Personal information
- Date of birth: 2 July 1969 (age 55)
- Original team(s): Old Paradians (VAFA)

Playing career^{1}
- Years: Club / Games (Goals)
- 1988–1990: Fitzroy / 013 0(4)
- 1992–1994: Collingwood / 018 0(6)
- 1995–2002: Hawthorn / 142 (26)
- Total:  / 173 (36)
- ^{1} Playing statistics correct to the end of 2002.

= Tony Woods (Australian footballer) =

Australian rules footballer

Tony Woods (born 2 July 1969) is a former Australian rules footballer in the Australian Football League who commenced his career with Fitzroy in 1988. In 1992 he moved to Collingwood, playing 18 games before moving to Hawthorn in 1995. He finally became a valuable player in the 1996 season where he was a fine tagger, although in 1997 he was involved in more attacking roles in the midfield.
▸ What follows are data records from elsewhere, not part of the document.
//! Built-in function registry.
//!
//! The compiler resolves function names against this repository; the core
//! only owns registration and reset as part of the provider lifecycle.

use std::sync::RwLock;

use rustc_hash::FxHashMap;

#[derive(Debug, Clone, Copy, PartialEq, Eq)]
pub enum FunctionKind {
    Scalar,
    Aggregate,
    IncrementalAggregate,
}

#[derive(Default)]
pub struct FunctionRepository {
    entries: RwLock<FxHashMap<String, FunctionKind>>,
}

impl FunctionRepository {
    /// Register the built-in scalar, aggregate and incremental-aggregate
    /// functions. Called once from database start.
    pub fn register_builtins(&self) {
        let mut entries = self.entries.write().expect("function repository poisoned");
        for name in ["length", "upper", "lower", "abs", "mod", "substring"] {
            entries.insert(name.to_string(), FunctionKind::Scalar);
        }
        for name in ["count", "sum", "min", "max", "avg"] {
            entries.insert(name.to_string(), FunctionKind::Aggregate);
        }
        for name in ["count_incremental", "sum_incremental", "avg_incremental"] {
            entries.insert(name.to_string(), FunctionKind::IncrementalAggregate);
        }
    }

    pub fn find(&self, name: &str) -> Option<FunctionKind> {
        self.entries
            .read()
            .expect("function repository poisoned")
            .get(name)
            .copied()
    }

    pub fn clear(&self) {
        self.entries
            .write()
            .expect("function repository poisoned")
            .clear();
    }
}
//! Jobs: the scheduler's unit of accounting and completion.

use std::sync::atomic::{AtomicBool, AtomicUsize, Ordering};
use std::sync::{Arc, Condvar, Mutex};
use std::time::Duration;

/// Unique job identifier; the primary correlation id in external logging.
pub type JobId = u64;

pub type CompletionCallback = Box<dyn FnOnce() + Send>;
pub type ReadinessPredicate = Box<dyn Fn() -> bool + Send + Sync>;

struct JobInner {
    id: JobId,
    /// Tasks submitted but not yet finished.
    pending_tasks: AtomicUsize,
    /// Set once the job's logical last task has run; completion cannot
    /// happen before arming.
    armed: AtomicBool,
    /// Guards against double finalization.
    finalized: AtomicBool,
    completed: Mutex<bool>,
    cond: Condvar,
    callback: Mutex<Option<CompletionCallback>>,
    readiness: Mutex<Option<ReadinessPredicate>>,
}

/// Handle to one job. Cheap to clone; all clones share state.
#[derive(Clone)]
pub struct Job {
    inner: Arc<JobInner>,
}

impl Job {
    pub(crate) fn new(id: JobId) -> Self {
        Self {
            inner: Arc::new(JobInner {
                id,
                pending_tasks: AtomicUsize::new(0),
                armed: AtomicBool::new(false),
                finalized: AtomicBool::new(false),
                completed: Mutex::new(false),
                cond: Condvar::new(),
                callback: Mutex::new(None),
                readiness: Mutex::new(None),
            }),
        }
    }

    pub fn id(&self) -> JobId {
        self.inner.id
    }

    /// Install the completion callback. Replaces any previous one.
    pub fn set_completion_callback(&self, callback: CompletionCallback) {
        *self
            .inner
            .callback
            .lock()
            .expect("job callback lock poisoned") = Some(callback);
    }

    /// Install the completion-readiness predicate. The job will not finalize
    /// while the predicate returns false, but no worker is burned waiting:
    /// the scheduler's watcher polls it.
    pub fn set_completion_readiness(&self, predicate: ReadinessPredicate) {
        *self
            .inner
            .readiness
            .lock()
            .expect("job readiness lock poisoned") = Some(predicate);
    }

    /// Mark that the job's logical last task has been scheduled or run.
    pub fn arm_completion(&self) {
        self.inner.armed.store(true, Ordering::SeqCst);
    }

    pub(crate) fn begin_task(&self) {
        self.inner.pending_tasks.fetch_add(1, Ordering::SeqCst);
    }

    /// Returns true when this was the last in-flight task.
    pub(crate) fn end_task(&self) -> bool {
        self.inner.pending_tasks.fetch_sub(1, Ordering::SeqCst) == 1
    }

    /// Whether the job may finalize right now (armed, drained, ready).
    pub(crate) fn completion_due(&self) -> bool {
        self.inner.armed.load(Ordering::SeqCst)
            && self.inner.pending_tasks.load(Ordering::SeqCst) == 0
            && self.readiness_satisfied()
    }

    pub(crate) fn readiness_satisfied(&self) -> bool {
        self.inner
            .readiness
            .lock()
            .expect("job readiness lock poisoned")
            .as_ref()
            .map(|p| p())
            .unwrap_or(true)
    }

    /// Run the completion callback and wake waiters. Idempotent.
    pub(crate) fn finalize(&self) {
        if self.inner.finalized.swap(true, Ordering::SeqCst) {
            return;
        }
        let callback = self
            .inner
            .callback
            .lock()
            .expect("job callback lock poisoned")
            .take();
        if let Some(callback) = callback {
            callback();
        }
        let mut completed = self
            .inner
            .completed
            .lock()
            .expect("job completed lock poisoned");
        *completed = true;
        self.inner.cond.notify_all();
        tracing::trace!("[JOB] job {} completed", self.inner.id);
    }

    pub fn is_completed(&self) -> bool {
        *self
            .inner
            .completed
            .lock()
            .expect("job completed lock poisoned")
    }

    /// Block until the job completes.
    pub fn wait(&self) {
        let mut completed = self
            .inner
            .completed
            .lock()
            .expect("job completed lock poisoned");
        while !*completed {
            completed = self
                .inner
                .cond
                .wait(completed)
                .expect("job completed lock poisoned");
        }
    }

    /// Block until the job completes or the timeout expires; returns whether
    /// it completed.
    pub fn wait_timeout(&self, timeout: Duration) -> bool {
        let deadline = std::time::Instant::now() + timeout;
        let mut completed = self
            .inner
            .completed
            .lock()
            .expect("job completed lock poisoned");
        while !*completed {
            let now = std::time::Instant::now();
            if now >= deadline {
                return false;
            }
            let (guard, _) = self
                .inner
                .cond
                .wait_timeout(completed, deadline - now)
                .expect("job completed lock poisoned");
            completed = guard;
        }
        true
    }
}

impl std::fmt::Debug for Job {
    fn fmt(&self, f: &mut std::fmt::Formatter<'_>) -> std::fmt::Result {
        f.debug_struct("Job")
            .field("id", &self.inner.id)
            .field(
                "pending_tasks",
                &self.inner.pending_tasks.load(Ordering::SeqCst),
            )
            .field("armed", &self.inner.armed.load(Ordering::SeqCst))
            .finish()
    }
}
fn run_select(
    ctx: &dyn ExecContext,
    params: Option<&ParameterSet>,
    table: &str,
    projections: &[Projection],
    filter: &Option<Filter>,
    order_by: &Option<crate::ir::OrderBy>,
) -> Result<()> {
    let access = TableAccess::open(ctx, table)?;
    let tx = transaction_of(ctx)?;

    let mut rows: Vec<Vec<Option<Value>>> = access
        .scan_rows(&tx)?
        .into_iter()
        .map(|(_, row)| row)
        .collect();
    if let Some(filter) = filter {
        let predicate = CompiledFilter::build(&access, params, filter)?;
        rows.retain(|row| predicate.matches(row));
    }

    if let Some(order) = order_by {
        let (position, _) = access.table.column(&order.column).ok_or_else(|| {
            Error::SqlExecution(format!(
                "ORDER BY column '{}' not found in table '{table}'",
                order.column
            ))
        })?;
        rows.sort_by(|a, b| {
            let ordering = match (&a[position], &b[position]) {
                (None, None) => std::cmp::Ordering::Equal,
                (None, Some(_)) => std::cmp::Ordering::Less,
                (Some(_), None) => std::cmp::Ordering::Greater,
                (Some(x), Some(y)) => x.compare(y).unwrap_or(std::cmp::Ordering::Equal),
            };
            if order.ascending {
                ordering
            } else {
                ordering.reverse()
            }
        });
    }

    if projections.iter().any(|p| matches!(p, Projection::CountStar)) {
        let schema: SchemaRef = Arc::new(Schema::new(vec![Field::new(
            "count",
            DataType::Int64,
            false,
        )]));
        let mut builder = Int64Builder::with_capacity(1);
        builder.append_value(rows.len() as i64);
        let batch = RecordBatch::try_new(
            Arc::clone(&schema),
            vec![Arc::new(builder.finish()) as ArrayRef],
        )?;
        if let Some(channel) = ctx.channel() {
            channel.write(batch)?;
        }
        ctx.stats().add_fetched(1);
        return Ok(());
    }

    let mut positions = Vec::with_capacity(projections.len());
    let mut fields = Vec::with_capacity(projections.len());
    for projection in projections {
        let Projection::Column(name) = projection else {
            continue;
        };
        let (position, column) = access.table.column(name).ok_or_else(|| {
            Error::SqlExecution(format!("column '{name}' not found in table '{table}'"))
        })?;
        positions.push(position);
        fields.push(Field::new(
            column.name.as_str(),
            column.sql_type.arrow_type(),
            column.nullable,
        ));
    }
    let schema: SchemaRef = Arc::new(Schema::new(fields));

    let block_size = ctx.scan_block_size().max(1);
    let mut fetched = 0u64;
    for chunk in rows.chunks(block_size) {
        let batch = build_batch(&schema, chunk, &positions)?;
        fetched += batch.num_rows() as u64;
        if let Some(channel) = ctx.channel() {
            channel.write(batch)?;
        }
    }
    ctx.stats().add_fetched(fetched);
    Ok(())
}

fn run_update(
    ctx: &dyn ExecContext,
    params: Option<&ParameterSet>,
    table: &str,
    assignments: &[(String, ScalarExpr)],
    filter: &Option<Filter>,
) -> Result<()> {
    let access = TableAccess::open(ctx, table)?;
    let tx = transaction_of(ctx)?;

    let mut entries = access.scan_rows(&tx)?;
    if let Some(filter) = filter {
        let predicate = CompiledFilter::build(&access, params, filter)?;
        entries.retain(|(_, row)| predicate.matches(row));
    }

    let mut updated = 0u64;
    for (old_key, old_row) in entries {
        let mut new_row = old_row.clone();
        for (name, expr) in assignments {
            let (position, column) = access.table.column(name).ok_or_else(|| {
                Error::SqlExecution(format!("column '{name}' not found in table '{table}'"))
            })?;
            new_row[position] = match expr.eval(params)? {
                Some(value) => Some(coerce_value(value, &column.sql_type, &column.name)?),
                None => None,
            };
        }
        check_nullability(&access.table, &new_row)?;

        // Encode every secondary key first so an oversized value fails the
        // statement before any entry is written.
        let mut secondary_moves = Vec::with_capacity(access.secondaries.len());
        for secondary in &access.secondaries {
            let old_secondary = access.secondary_key_bytes(secondary, &old_row)?;
            let new_secondary = access.secondary_key_bytes(secondary, &new_row)?;
            secondary_moves.push((secondary, old_secondary, new_secondary));
        }

        let new_key = access.primary_key_bytes(&new_row)?;
        let new_value = access.primary_value_bytes(&new_row);
        if new_key != old_key {
            if tx
                .get(&access.primary.name, &new_key)
                .map_err(kv_error)?
                .is_some()
            {
                return Err(Error::UniqueConstraintViolation(format!(
                    "duplicate primary key in table '{table}'"
                )));
            }
            tx.remove(&access.primary.name, &old_key).map_err(kv_error)?;
            tx.put(&access.primary.name, &new_key, &new_value, PutOperation::Create)
                .map_err(kv_error)?;
        } else {
            tx.put(
                &access.primary.name,
                &old_key,
                &new_value,
                PutOperation::CreateOrUpdate,
            )
            .map_err(kv_error)?;
        }
        for (secondary, old_secondary, new_secondary) in secondary_moves {
            if old_secondary != new_secondary {
                tx.remove(&secondary.name, &old_secondary).map_err(kv_error)?;
            }
            tx.put(&secondary.name, &new_secondary, &[], PutOperation::CreateOrUpdate)
                .map_err(kv_error)?;
        }
        updated += 1;
    }
    ctx.stats().add_updated(updated);
    Ok(())
}

fn run_delete(
    ctx: &dyn ExecContext,
    params: Option<&ParameterSet>,
    table: &str,
    filter: &Option<Filter>,
) -> Result<()> {
    let access = TableAccess::open(ctx, table)?;
    let tx = transaction_of(ctx)?;

    let mut entries = access.scan_rows(&tx)?;
    if let Some(filter) = filter {
        let predicate = CompiledFilter::build(&access, params, filter)?;
        entries.retain(|(_, row)| predicate.matches(row));
    }

    let mut deleted = 0u64;
    for (key, row) in entries {
        tx.remove(&access.primary.name, &key).map_err(kv_error)?;
        for secondary in &access.secondaries {
            let secondary_key = access.secondary_key_bytes(secondary, &row)?;
            tx.remove(&secondary.name, &secondary_key).map_err(kv_error)?;
        }
        deleted += 1;
    }
    ctx.stats().add_deleted(deleted);
    Ok(())
}

// ----------------------------------------------------------------------
// Shared evaluation helpers
// ----------------------------------------------------------------------

/// A WHERE predicate with its column position and comparand resolved once.
struct CompiledFilter {
    position: usize,
    op: crate::ir::CompareOp,
    comparand: Option<Value>,
}

impl CompiledFilter {
    fn build(
        access: &TableAccess,
        params: Option<&ParameterSet>,
        filter: &Filter,
    ) -> Result<Self> {
        let (position, _) = access.table.column(&filter.column).ok_or_else(|| {
            Error::SqlExecution(format!(
                "WHERE column '{}' not found in table '{}'",
                filter.column, access.table.name
            ))
        })?;
        Ok(Self {
            position,
            op: filter.op,
            comparand: filter.value.eval(params)?,
        })
    }

    fn matches(&self, row: &[Option<Value>]) -> bool {
        match (&row[self.position], &self.comparand) {
            // SQL three-valued logic: a comparison with NULL never matches.
            (Some(left), Some(right)) => self.op.matches(left.compare(right)),
            _ => false,
        }
    }
}

fn check_nullability(table: &TableDef, row: &[Option<Value>]) -> Result<()> {
    for (column, value) in table.columns.iter().zip(row) {
        if value.is_none() && !column.nullable {
            return Err(Error::SqlExecution(format!(
                "null value in non-nullable column '{}'",
                column.name
            )));
        }
    }
    Ok(())
}

fn coerce_value(value: Value, target: &SqlType, column: &str) -> Result<Value> {
    let mismatch = |value: &Value| {
        Error::ValueEvaluation(format!(
            "cannot assign {} to column '{column}' of type {target}",
            value.sql_type()
        ))
    };
    Ok(match (target, value) {
        (SqlType::Boolean, Value::Boolean(v)) => Value::Boolean(v),
        (SqlType::Int4, Value::Int4(v)) => Value::Int4(v),
        (SqlType::Int4, Value::Int8(v)) => Value::Int4(
            i32::try_from(v)
                .map_err(|_| Error::ValueEvaluation(format!("{v} out of range for INT")))?,
        ),
        (SqlType::Int8, Value::Int8(v)) => Value::Int8(v),
        (SqlType::Int8, Value::Int4(v)) => Value::Int8(v as i64),
        (SqlType::Float4, Value::Float4(v)) => Value::Float4(v),
        (SqlType::Float4, Value::Float8(v)) => Value::Float4(v as f32),
        (SqlType::Float4, Value::Int4(v)) => Value::Float4(v as f32),
        (SqlType::Float4, Value::Int8(v)) => Value::Float4(v as f32),
        (SqlType::Float8, Value::Float8(v)) => Value::Float8(v),
        (SqlType::Float8, Value::Float4(v)) => Value::Float8(v as f64),
        (SqlType::Float8, Value::Int4(v)) => Value::Float8(v as f64),
        (SqlType::Float8, Value::Int8(v)) => Value::Float8(v as f64),
        (SqlType::Text { length }, Value::Text(v)) => {
            if let Some(limit) = length {
                if v.chars().count() > *limit as usize {
                    return Err(Error::ValueTooLong(format!(
                        "value for column '{column}' exceeds {limit} characters"
                    )));
                }
            }
            Value::Text(v)
        }
        (SqlType::Bytes, Value::Bytes(v)) => Value::Bytes(v),
        (SqlType::Decimal { scale, .. }, Value::Int8(v)) => Value::Decimal {
            unscaled: v
                .checked_mul(10i64.pow(*scale as u32))
                .ok_or_else(|| Error::ValueEvaluation(format!("{v} out of decimal range")))?,
            scale: *scale,
        },
        (SqlType::Decimal { scale, .. }, Value::Int4(v)) => Value::Decimal {
            unscaled: (v as i64)
                .checked_mul(10i64.pow(*scale as u32))
                .ok_or_else(|| Error::ValueEvaluation(format!("{v} out of decimal range")))?,
            scale: *scale,
        },
        (SqlType::Decimal { scale, .. }, Value::Decimal { unscaled, scale: s })
            if s == *scale =>
        {
            Value::Decimal {
                unscaled,
                scale: s,
            }
        }
        (_, value) => return Err(mismatch(&value)),
    })
}

fn build_batch(
    schema: &SchemaRef,
    rows: &[Vec<Option<Value>>],
    positions: &[usize],
) -> Result<RecordBatch> {
    let mut arrays: Vec<ArrayRef> = Vec::with_capacity(positions.len());
    for (field, &position) in schema.fields().iter().zip(positions) {
        let array: ArrayRef = match field.data_type() {
            DataType::Boolean => {
                let mut builder = BooleanBuilder::with_capacity(rows.len());
                for row in rows {
                    match &row[position] {
                        Some(Value::Boolean(v)) => builder.append_value(*v),
                        None => builder.append_null(),
                        other => return Err(type_skew(field.name(), other)),
                    }
                }
                Arc::new(builder.finish())
            }
            DataType::Int32 => {
                let mut builder = Int32Builder::with_capacity(rows.len());
                for row in rows {
                    match &row[position] {
                        Some(Value::Int4(v)) => builder.append_value(*v),
                        None => builder.append_null(),
                        other => return Err(type_skew(field.name(), other)),
                    }
                }
                Arc::new(builder.finish())
            }
            DataType::Int64 => {
                let mut builder = Int64Builder::with_capacity(rows.len());
                for row in rows {
                    match &row[position] {
                        Some(Value::Int8(v)) => builder.append_value(*v),
                        None => builder.append_null(),
                        other => return Err(type_skew(field.name(), other)),
                    }
                }
                Arc::new(builder.finish())
            }
            DataType::Float32 => {
                let mut builder = Float32Builder::with_capacity(rows.len());
                for row in rows {
                    match &row[position] {
                        Some(Value::Float4(v)) => builder.append_value(*v),
                        None => builder.append_null(),
                        other => return Err(type_skew(field.name(), other)),
                    }
                }
                Arc::new(builder.finish())
            }
            DataType::Float64 => {
                let mut builder = Float64Builder::with_capacity(rows.len());
                for row in rows {
                    match &row[position] {
                        Some(Value::Float8(v)) => builder.append_value(*v),
                        None => builder.append_null(),
                        other => return Err(type_skew(field.name(), other)),
                    }
                }
                Arc::new(builder.finish())
            }
            DataType::Utf8 => {
                let mut builder = StringBuilder::new();
                for row in rows {
                    match &row[position] {
                        Some(Value::Text(v)) => builder.append_value(v),
                        None => builder.append_null(),
                        other => return Err(type_skew(field.name(), other)),
                    }
                }
                Arc::new(builder.finish())
            }
            DataType::Binary => {
                let mut builder = BinaryBuilder::new();
                for row in rows {
                    match &row[position] {
                        Some(Value::Bytes(v)) => builder.append_value(v),
                        None => builder.append_null(),
                        other => return Err(type_skew(field.name(), other)),
                    }
                }
                Arc::new(builder.finish())
            }
            other => {
                return Err(Error::Internal(format!(
                    "no column builder for result type {other:?}"
                )))
            }
        };
        arrays.push(array);
    }
    RecordBatch::try_new(Arc::clone(schema), arrays).map_err(Error::Arrow)
}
In the 1998 season his media profile also soared with regular appearances and production work on The Footy Show on the Nine Network. He also reverted to a tagging role where he had further success culminating in second place in the 1999 Club Champion.

In the 2001 season he struggled but as many Hawks did, he lifted during the 2001 Finals Series and agreed to play one final year of AFL. However, 2002 was ruined by injury and Woods retired from AFL midway through the season.

Woods went on to work with the Gold Coast Football Club as it prepared to enter the AFL, before being appointed the AFL's first full-time International Development Manager.